━━━━━ Source records ━━━━━

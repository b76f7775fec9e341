use crate::domain::{Isbn, Loan, MemberId};

use super::errors::RepositoryError;

pub type Result<T> = std::result::Result<T, RepositoryError>;

/// 貸出リポジトリポート
///
/// 返却済みの貸出も履歴として保持し、削除しない。
pub trait LoanRepository: Send + Sync {
    /// 貸出を追加する
    fn add(&self, loan: Loan) -> Result<()>;

    /// 未返却の貸出を検索する
    ///
    /// ISBNと会員IDの完全一致、かつ返却日時が未設定のもの。
    /// 複数ある場合は追加順で最初のもの（不変条件上は起こらない）。
    fn find_open_loan(&self, isbn: &Isbn, member_id: MemberId) -> Result<Option<Loan>>;

    /// 未返却の貸出をすべて追加順で取得する
    ///
    /// 延滞検出バッチで使用される。
    fn find_open_loans(&self) -> Result<Vec<Loan>>;

    /// 全貸出を追加順で取得する
    fn find_all(&self) -> Result<Vec<Loan>>;

    /// 同じ貸出IDの貸出を置き換える
    ///
    /// 存在しない場合は`RepositoryError::NotFound`。
    fn update(&self, loan: Loan) -> Result<()>;
}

━━━━━

◆ What to produce
The output consists solely of the lines from the line that contains "fn find_open_loan(&self, isbn: &Isbn, member_id: MemberId)" through the final line of the data.

◆ Task result
    fn find_open_loan(&self, isbn: &Isbn, member_id: MemberId) -> Result<Option<Loan>>;

    /// 未返却の貸出をすべて追加順で取得する
    ///
    /// 延滞検出バッチで使用される。
    fn find_open_loans(&self) -> Result<Vec<Loan>>;

    /// 全貸出を追加順で取得する
    fn find_all(&self) -> Result<Vec<Loan>>;

    /// 同じ貸出IDの貸出を置き換える
    ///
    /// 存在しない場合は`RepositoryError::NotFound`。
    fn update(&self, loan: Loan) -> Result<()>;
}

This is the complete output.